Na semana que antecedeu o funeral, aqueles que eram próximos do arcebispo Tutu disseram que, conforme ele se tornava cada vez mais frágil, eles viram um homem angustiado pela persistente desigualdade social e econômica da África do Sul. Nos últimos dois anos, a pandemia de coronavírus e os bloqueios resultantes agravaram ainda mais a pobreza, levando o desemprego a níveis recordes.
Sob as restrições da Covid-19, em um local de exibição público erguido no Grand Parade, a principal praça pública da Cidade do Cabo, quase 100 pessoas se reuniram para assistir ao culto em uma tela grande. Aqueles que enfrentaram a chuva disseram que queriam dizer adeus a um “grande homem”, como Laurence e Joslyn Vlotman, que trouxe um guarda-chuva e um banquinho de acampamento. Mas muitos, como Meg Jordi, sentaram-se no chão.

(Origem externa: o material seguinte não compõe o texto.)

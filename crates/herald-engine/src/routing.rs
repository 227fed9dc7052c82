//! Notification Routing Engine: turns one presence event into a delivery
//! plan across every subscriber.

use std::collections::HashSet;
use std::sync::Arc;

use herald_db::{Database, StoreError};
use herald_types::events::{Delivery, PresenceEvent};
use tracing::debug;

use crate::mute::should_consider;
use crate::presence::OnlineSet;
use crate::Casing;

#[derive(Debug, Clone, Default)]
pub struct RouterConfig {
    /// Server usernames whose events are dropped for everyone, e.g. service
    /// accounts and the bridge's own login.
    pub ignored_usernames: HashSet<String>,
    pub casing: Casing,
}

pub struct Router {
    db: Arc<Database>,
    online: Arc<OnlineSet>,
    cfg: RouterConfig,
}

impl Router {
    pub fn new(db: Arc<Database>, online: Arc<OnlineSet>, cfg: RouterConfig) -> Self {
        Self { db, online, cfg }
    }

    /// Compute the delivery plan for `event`: one tuple per subscriber that
    /// survives the mute evaluator. The silent flag is a property of the
    /// *recipient* — their own linked identity being online silences every
    /// notification they receive, not just ones about themselves.
    ///
    /// The online cache must already reflect `event` when this runs; the
    /// pipeline guarantees that ordering.
    pub fn plan(&self, event: &PresenceEvent) -> Result<Vec<Delivery>, StoreError> {
        if self.is_ignored(&event.username) {
            debug!("Username {} is globally ignored, dropping event", event.username);
            return Ok(Vec::new());
        }

        let mut plan = Vec::new();
        self.db.for_each_subscriber(|record| {
            if !should_consider(record, event, self.cfg.casing) {
                return;
            }

            let silent = record.noon_enabled
                && record
                    .linked_username
                    .as_deref()
                    .is_some_and(|linked| self.online.is_online(linked));

            plan.push(Delivery {
                chat_id: record.chat_id,
                kind: event.kind,
                username: event.username.clone(),
                silent,
            });
        })?;

        Ok(plan)
    }

    fn is_ignored(&self, username: &str) -> bool {
        let target = self.cfg.casing.canon(username);
        self.cfg
            .ignored_usernames
            .iter()
            .any(|name| self.cfg.casing.canon(name) == target)
    }
}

Michael Jatto, um cidadão britânico em férias na África do Sul vindo da Inglaterra, levou suas duas filhas à praça para aprender sobre o arcebispo – “para nós, como africanos, para nossos filhos verem um grande homem sendo mostrado sob uma luz positiva”.
Para muitos sul-africanos que compareceram aos cultos cristãos e inter-religiosos nos dias que antecederam o funeral, havia um sentimento coletivo de que a África do Sul havia perdido sua bússola moral. Alguns, porém, encontraram esperança no foco renovado na vida e no legado do arcebispo Tutu.
“Sinto que ganhamos na maneira como o país, o governo e a igreja o engrandeceram e o sustentaram”, disse Nikki Lomba, que assistiu por trás de uma barreira com sua mãe, Brita Lomba, enquanto o caixão do arcebispo era expulso em um carro fúnebre. “Sinto que ganhamos mais esperança e, em um momento crucial, aprendemos muito com sua morte.”
Zanele City contribuíram com relatórios.